Dengue notification rate (map) and reported cases (graph) in Europe


Source: ECDC, 2023, Surveillance Atlas of Infectious Diseases


Map and graph show data for the EEA member countries, excluding Bulgaria, Cyprus, Denmark, Iceland, Liechtenstein, Norway, Switzerland and Türkiye due to absence of data. The boundaries and names shown on this map do not imply official endorsement or acceptance by the European Union.

The disease is notifiable at the EU level, but the reporting period varies among the countries.

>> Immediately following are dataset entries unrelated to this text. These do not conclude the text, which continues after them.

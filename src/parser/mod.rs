//! Parser Module
//!
//! calamineを使用したワークブック解析と、家賃レコードの抽出。
//! シートの形状を一度だけ分類し、サマリー／詳細の2つの抽出戦略に振り分けます。

mod classify;
mod detailed;
mod headers;
mod months;
mod sheet;
mod summary;
mod workbook;

pub(crate) use classify::{classify, SheetShape};
pub(crate) use detailed::extract_detailed;
pub use headers::HeaderCandidates;
pub(crate) use sheet::SheetView;
pub(crate) use summary::extract_summary;
pub(crate) use workbook::WorkbookParser;

use crate::types::RentalEntry;

/// シート1枚から抽出した結果
#[derive(Debug, Default)]
pub(crate) struct SheetExtraction {
    /// 抽出したレコード
    pub entries: Vec<RentalEntry>,

    /// 不正なセルにより読み飛ばした月グループ数
    pub skipped_groups: usize,
}
use thiserror::Error;

#[derive(Error, Debug)]
pub enum FinboardError {
    #[error("IO error: {0}")]
    Io(#[from] std::io::Error),

    #[error("JSON error: {0}")]
    Json(#[from] serde_json::Error),

    #[error("Enter a positive amount (got '{0}')")]
    InvalidAmount(String),

    #[error("Enter a date as YYYY-MM-DD (got '{0}')")]
    InvalidDate(String),

    #[error("Unknown category: {0}")]
    UnknownCategory(String),

    #[error("Unknown transaction type: {0}")]
    UnknownType(String),

    #[error("Settings error: {0}")]
    Settings(String),

    #[error("{0}")]
    Other(String),
}

pub type Result<T> = std::result::Result<T, FinboardError>;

When countries report zero cases, the notification rate on the map is shown as '0'. When countries have not reported on the disease in a particular year, the rate is not visible in the map and is labelled as 'unreported' (last updated in April 2023).


Source & transmission

The DENV is mainly transmitted to humans via infected female Aedes mosquitos. These mosquitos bite in daylight, though there may be peaks of activity in the early morning and late afternoon. A mosquito becomes infectious when it feeds on a person with DENV. The infected mosquito remains infectious and hazardous for other people for the rest of its life (WHO, 2022). Dengue can also be transmitted from a pregnant mother to her infant (Sinhabahu et al., 2014). Transmission via blood during organ donation or blood transfusions is rare (Pozzetto et al., 2015).

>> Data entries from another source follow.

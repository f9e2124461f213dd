use crate::session::Session;
use crate::store::TransactionStore;

/// The views a user can navigate between.
#[derive(Debug, Clone, Copy, PartialEq, Eq)]
pub enum Route {
    Login,
    Register,
    AvatarSetup,
    Dashboard,
}

impl Route {
    /// Where the app lands when no view is asked for.
    pub fn root() -> Self {
        Route::Dashboard
    }

    pub fn requires_session(self) -> bool {
        matches!(self, Route::AvatarSetup | Route::Dashboard)
    }
}

/// Everything the app knows, created once at startup and handed to each
/// screen. Lives for the whole process; nothing is written to disk.
#[derive(Debug, Clone, Default)]
pub struct AppState {
    pub session: Session,
    pub store: TransactionStore,
}

impl AppState {
    pub fn new() -> Self {
        Self::default()
    }

    /// The route actually shown for `requested`: views behind sign-in fall
    /// back to Login while nobody is signed in.
    pub fn resolve(&self, requested: Route) -> Route {
        if requested.requires_session() && !self.session.is_authenticated() {
            tracing::debug!(?requested, "redirecting to login");
            Route::Login
        } else {
            requested
        }
    }
}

The Aedes aegypti mosquito is the primary vector of the DENV in the world. It is well adapted to the warm and humid climate of the (sub-)tropics. Ae. aegypti used to be present in Europe, and particularly in the Mediterranean basin, up to the middle of the 20th century, after which the species became rare following changing hygienic circumstances. Recently however, Ae. aegypti was observed more regularly again in certain parts of Europe (Trájer, 2021). It is established in Madeira (Portugal), Southern Russia, and Georgia, and has been introduced in Türkiye, the Canary Islands (Spain) and Cyprus (ECDC, 2021a; Miranda et al., 2022). 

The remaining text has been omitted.